Um deles, o Cesar Nunes, foi até um pouco colérico ao dizer que “é muito tranquila a posição dos RMs. Quanto a ocupação está boa, por eles até se pode demitir a força de vendas. Quando a ocupação cai, eles saem à caça de vendedores para salvar o dia !”
De fato, é mais fácil fazer Revenue Management quando a ocupação está boa. Fechar vendas e canais, negar contratos, aplicar “dias tipo” e todos os recursos desta disciplina ajuda a melhorar muito os resultados.
O problema é que quando a ocupação cai, normalmente é a equipe de vendas a ser responsabilizada. E arca com o “ônus” de ter negado contratos e grupos, ao buscar negócios em seus clientes e Distribuidores e ser recebida com um dedo em riste…
Eu sou, como o Cesar (talvez um pouco menos colérico), a favor de que os RM também sejam remunerados por performance.
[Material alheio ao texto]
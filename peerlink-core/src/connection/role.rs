//! Symmetric role selection for a peer pair.
//!
//! Both sides evaluate the same rules with the arguments swapped and reach
//! complementary answers without talking to each other.

use peerlink_types::{NodeId, PeerDescriptor};
use sha2::{Digest, Sha256};

use super::address::can_open_connection_from_browser;

/// How the local side establishes a connection to a given remote.
#[derive(Debug, Clone, Copy, PartialEq, Eq)]
pub enum ConnectionRole {
    /// Dial the remote's WebSocket server.
    WebsocketClient,
    /// Ask the remote to dial our WebSocket server.
    WebsocketServer,
    /// WebRTC, as offerer or answerer.
    Webrtc { offerer: bool },
}

fn pair_hash(first: &NodeId, second: &NodeId) -> [u8; 32] {
    let mut hasher = Sha256::new();
    hasher.update(first.as_bytes());
    hasher.update(second.as_bytes());
    hasher.finalize().into()
}

/// True when `hash(local + remote) < hash(remote + local)`.
///
/// Exactly one of `is_offering(a, b)` and `is_offering(b, a)` holds for
/// distinct ids. Also used as the tie-break when both sides race to connect.
pub fn is_offering(local: &NodeId, remote: &NodeId) -> bool {
    pair_hash(local, remote) < pair_hash(remote, local)
}

fn can_dial(from: &PeerDescriptor, to: &PeerDescriptor) -> bool {
    match &to.websocket {
        Some(server) => !from.is_browser() || can_open_connection_from_browser(server),
        None => false,
    }
}

/// Pick the transport and role for connecting `local` to `remote`.
///
/// - only one side can be dialled: that side is the server
/// - both can be dialled: the offering side dials
/// - neither: WebRTC with the hash-elected offerer
pub fn select_role(local: &PeerDescriptor, remote: &PeerDescriptor) -> ConnectionRole {
    let offering = is_offering(&local.node_id, &remote.node_id);
    match (can_dial(local, remote), can_dial(remote, local)) {
        (true, true) if offering => ConnectionRole::WebsocketClient,
        (true, true) => ConnectionRole::WebsocketServer,
        (true, false) => ConnectionRole::WebsocketClient,
        (false, true) => ConnectionRole::WebsocketServer,
        (false, false) => ConnectionRole::Webrtc { offerer: offering },
    }
}

#[cfg(test)]
mod tests {
    use super::*;
    use peerlink_types::{ConnectivityMethod, NodeType};

    fn server(host: &str, tls: bool) -> ConnectivityMethod {
        ConnectivityMethod::new(host, 40200, tls)
    }

    #[test]
    fn test_exactly_one_side_offers() {
        for _ in 0..200 {
            let a = NodeId::random();
            let b = NodeId::random();
            assert_ne!(is_offering(&a, &b), is_offering(&b, &a));
            assert_eq!(is_offering(&a, &b), is_offering(&a, &b));
        }
    }

    #[test]
    fn test_one_server_side_is_dialled() {
        let with_server = PeerDescriptor::new(NodeId::random()).with_websocket(server("203.0.113.5", false));
        let without = PeerDescriptor::new(NodeId::random());
        assert_eq!(select_role(&without, &with_server), ConnectionRole::WebsocketClient);
        assert_eq!(select_role(&with_server, &without), ConnectionRole::WebsocketServer);
    }

    #[test]
    fn test_both_servers_agree_on_single_dialer() {
        let a = PeerDescriptor::new(NodeId::random()).with_websocket(server("203.0.113.5", false));
        let b = PeerDescriptor::new(NodeId::random()).with_websocket(server("203.0.113.6", false));
        let roles = (select_role(&a, &b), select_role(&b, &a));
        assert!(
            roles == (ConnectionRole::WebsocketClient, ConnectionRole::WebsocketServer)
                || roles == (ConnectionRole::WebsocketServer, ConnectionRole::WebsocketClient)
        );
    }

    #[test]
    fn test_browser_cannot_reach_plain_public_server() {
        let browser = PeerDescriptor::new(NodeId::random()).with_node_type(NodeType::Browser);
        let plain = PeerDescriptor::new(NodeId::random()).with_websocket(server("203.0.113.5", false));
        let tls = PeerDescriptor::new(NodeId::random()).with_websocket(server("example.org", true));

        assert!(matches!(select_role(&browser, &plain), ConnectionRole::Webrtc { .. }));
        assert!(matches!(select_role(&plain, &browser), ConnectionRole::Webrtc { .. }));
        assert_eq!(select_role(&browser, &tls), ConnectionRole::WebsocketClient);
        assert_eq!(select_role(&tls, &browser), ConnectionRole::WebsocketServer);
    }

    #[test]
    fn test_webrtc_roles_are_complementary() {
        let a = PeerDescriptor::new(NodeId::random());
        let b = PeerDescriptor::new(NodeId::random());
        match (select_role(&a, &b), select_role(&b, &a)) {
            (ConnectionRole::Webrtc { offerer: x }, ConnectionRole::Webrtc { offerer: y }) => assert_ne!(x, y),
            other => panic!("unexpected roles {:?}", other),
        }
    }
}
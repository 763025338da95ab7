//! # WebRTC transport
//!
//! Data channel connections negotiated over the signalling relay. The
//! native stack sits behind [`RtcPlatform`]: [`WebrtcRsPlatform`] runs on
//! the `webrtc` crate, and [`LoopbackRtcPlatform`] is an in-process
//! implementation that negotiates and delivers between peer connections
//! created from the same platform value.
//!
//! ## Features
//!
//! - Offer/answer and trickled candidates tagged with a negotiation id
//! - Early timeout when no remote description arrives
//! - Connect timeout when the channel never opens
//! - Local `host` candidates rewritten to a configured external IP
//! - Private remote candidates filtered unless allowed
//! - Send backpressure between low and high buffer watermarks

pub mod candidate;
pub mod connection;
pub mod connector;
pub mod loopback;
pub mod native;
pub mod platform;

pub use candidate::CandidatePolicy;
pub use connection::{WebrtcConnection, DATA_CHANNEL_LABEL};
pub use connector::WebrtcConnector;
pub use loopback::LoopbackRtcPlatform;
pub use native::WebrtcRsPlatform;
pub use platform::{PeerConnectionState, RtcConfiguration, RtcEvent, RtcEvents, RtcPeerConnection, RtcPlatform, SdpType};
Se os indicadores de hotelaria precisam ir além da Diária Média – aprendi com o Roland de Bonadona que o que importa mesmo é o REVPAR – então nada mais justo que compartilhar com ambas as equipes os bônus e ônus do negócio!
Além desta questão, Cesar e eu também concordamos que os Heads de Vendas e RM precisam ter um mesmo Gestor. Deixar que pares dessas áreas tenham o mesmo poder de decisão sem alguém que sirva como mediador pode ser ruim para a organização.
Por fim, acredito que os práticos (Vendas) e os teóricos (RM) podem e devem ter autonomia, mas pender para apenas um dos lados prejudicará aos clientes e aos investidores do negócio. E por isso um líder acima dos dois poderá ser a melhor solução.